Les Catacombes under the streets of Paris, and just under a mile long, houses the remains of millions of Parisians who were removed from old cemeteries, some dating from the Roman and medieval periods. The bones were arranged artistically in the early 19th century.
The original Shakespeare & Company bookshop was opened by Sylvia Whitman, an American, in 1919, in part to be a place for writers to meet such as Ezra Pound and James Joyce. A second S&C bookstore opened in the 1950s, and was also frequented by writers including Allen Ginsberg and William S. Burroughs, some of whom lodged in the store for a time.
Place de la Concorde, the largest square in Paris, situated at the eastern end of Avenue des Champs-Élysées, is where Louis XVI, Marie Antoinette, and many others were guillotined during the French Revolution. The tall 3,200 year-old obelisk in the center of the square was brought from the Temple of Luxor in the 19th century.

Sainte Chapelle is recognised as one of the finest examples of Gothic architecture in the world. Construction began c.1239 and the chapel was consecrated in 1248. Fifteen huge mid-13th century stained glass windows, some of the finest in the world, fill the nave and apse, and a large ‘rose’ window was added to the west wall in 1490.

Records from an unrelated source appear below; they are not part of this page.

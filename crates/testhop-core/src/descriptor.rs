//! Test descriptor loading.
//!
//! Every test lives in its own directory next to a `test.json` file:
//!
//! ```json
//! {
//!   "name": "hello-world",
//!   "enabled": true,
//!   "type": "xunit",
//!   "version": "3.1",
//!   "versionSpecific": false,
//!   "platformBlacklist": ["rhel7"],
//!   "cleanup": true
//! }
//! ```

use crate::error::{DescriptorError, Result};
use crate::platform;
use crate::version::VersionSpec;
use serde::Deserialize;
use std::collections::BTreeSet;
use std::fmt;
use std::path::{Path, PathBuf};
use tracing::warn;

/// File name of the per-test descriptor.
pub const DESCRIPTOR_FILE: &str = "test.json";

/// Execution backend a test asks for.
#[derive(Debug, Clone, PartialEq, Eq, Hash)]
pub enum TestKind {
    /// Restore + test through the managed-framework driver (`"xunit"`).
    ManagedFramework,
    /// A `test.sh` script in the test directory (`"bash"`).
    Shell,
    /// Loads fine, fails when dispatched.
    Unsupported(String),
}

impl TestKind {
    pub fn from_wire(kind: &str) -> Self {
        match kind.trim().to_ascii_lowercase().as_str() {
            "xunit" => TestKind::ManagedFramework,
            "bash" => TestKind::Shell,
            _ => TestKind::Unsupported(kind.to_string()),
        }
    }
}

impl fmt::Display for TestKind {
    fn fmt(&self, f: &mut fmt::Formatter<'_>) -> fmt::Result {
        match self {
            TestKind::ManagedFramework => write!(f, "xunit"),
            TestKind::Shell => write!(f, "bash"),
            TestKind::Unsupported(kind) => write!(f, "{kind}"),
        }
    }
}

/// Typed, validated form of a `test.json` file. Read-only once loaded.
#[derive(Debug, Clone, PartialEq, Eq)]
pub struct TestDescriptor {
    pub name: String,
    pub enabled: bool,
    pub kind: TestKind,
    pub target_version: VersionSpec,
    pub version_specific: bool,
    pub platform_blacklist: BTreeSet<String>,
    pub cleanup: bool,
    /// Other files found next to the descriptor. Informational.
    pub discovered_files: BTreeSet<String>,
}

#[derive(Debug, Deserialize)]
#[serde(rename_all = "camelCase")]
struct RawDescriptor {
    name: Option<String>,
    enabled: Option<bool>,
    #[serde(rename = "type")]
    kind: Option<String>,
    version: Option<String>,
    version_specific: Option<bool>,
    platform_blacklist: Option<Vec<String>>,
    cleanup: Option<bool>,
}

impl TestDescriptor {
    /// Read and validate the descriptor at `config_path`.
    ///
    /// `files` are the names of the descriptor's sibling files.
    pub fn load<I>(config_path: &Path, files: I) -> Result<Self>
    where
        I: IntoIterator<Item = String>,
    {
        let text = std::fs::read_to_string(config_path).map_err(|source| DescriptorError::Io {
            path: config_path.to_path_buf(),
            source,
        })?;
        Self::from_json(config_path, &text, files)
    }

    /// Validate descriptor text that was read from `config_path`.
    pub fn from_json<I>(config_path: &Path, text: &str, files: I) -> Result<Self>
    where
        I: IntoIterator<Item = String>,
    {
        let path = config_path.to_path_buf();
        let raw: RawDescriptor =
            serde_json::from_str(text).map_err(|source| DescriptorError::Json {
                path: path.clone(),
                source,
            })?;

        let name = raw.name.ok_or_else(|| missing(&path, "name"))?;
        if name.trim().is_empty() {
            return Err(DescriptorError::EmptyName { path });
        }

        let directory = directory_name(&path);
        if directory.as_deref() != Some(name.as_str()) {
            return Err(DescriptorError::NameMismatch {
                name,
                directory: directory.unwrap_or_default(),
            });
        }

        let kind = raw
            .kind
            .map(|k| TestKind::from_wire(&k))
            .ok_or_else(|| missing(&path, "type"))?;

        let version = raw.version.ok_or_else(|| missing(&path, "version"))?;
        let target_version = VersionSpec::parse(&version).map_err(|source| {
            DescriptorError::InvalidVersion {
                path: path.clone(),
                source,
            }
        })?;

        let platform_blacklist: BTreeSet<String> =
            raw.platform_blacklist.unwrap_or_default().into_iter().collect();
        for entry in &platform_blacklist {
            if !platform::is_recognized(entry) {
                warn!(test = %name, platform = %entry, "unrecognized platform in blacklist");
            }
        }

        Ok(Self {
            name,
            enabled: raw.enabled.unwrap_or(true),
            kind,
            target_version,
            version_specific: raw.version_specific.unwrap_or(false),
            platform_blacklist,
            cleanup: raw.cleanup.unwrap_or(false),
            discovered_files: files
                .into_iter()
                .filter(|f| f != DESCRIPTOR_FILE)
                .collect(),
        })
    }
}

fn missing(path: &Path, field: &'static str) -> DescriptorError {
    DescriptorError::MissingField {
        path: path.to_path_buf(),
        field,
    }
}

fn directory_name(config_path: &Path) -> Option<String> {
    config_path
        .parent()
        .and_then(Path::file_name)
        .map(|n| n.to_string_lossy().into_owned())
}

/// Path of the descriptor inside `test_dir`.
pub fn descriptor_path(test_dir: &Path) -> PathBuf {
    test_dir.join(DESCRIPTOR_FILE)
}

Musée d’Orsay is known for the world’s premier collection of Impressionist paintings. Located in a former railway station on the banks of the Seine, this grand museum showcases thousands of art works from the mid 19th century until the early 1900s, including work by Monet, Van Gogh, Cezanne, Degas, Pissaro, and Renoir.

Centre Pompidou, built in a still controversial high-tech style in 1977 at the instigation of President Pompidou. It is a cultural institution that houses a huge public library, the largest collection of modern art in Europe, a bookshop, movie theater, and has a panoramic terrace. Musée National Picasso – Hôtel Salé,contains several thousand of his works of art including paintings, sculpture, ceramics, prints and engravings in an beautiful mid-17th century town-house.
Jardin du Luxembourg is a public park on the ‘left bank’ of the Seine. The gardens contain the original palace built in 1612 for Marie de’ Medici, widow of Henry IV of France. Visitors can stroll around the formal and informal gardens, and there are opportunities for sailing model boats, riding ponies, playing tennis, and there is a playground for children.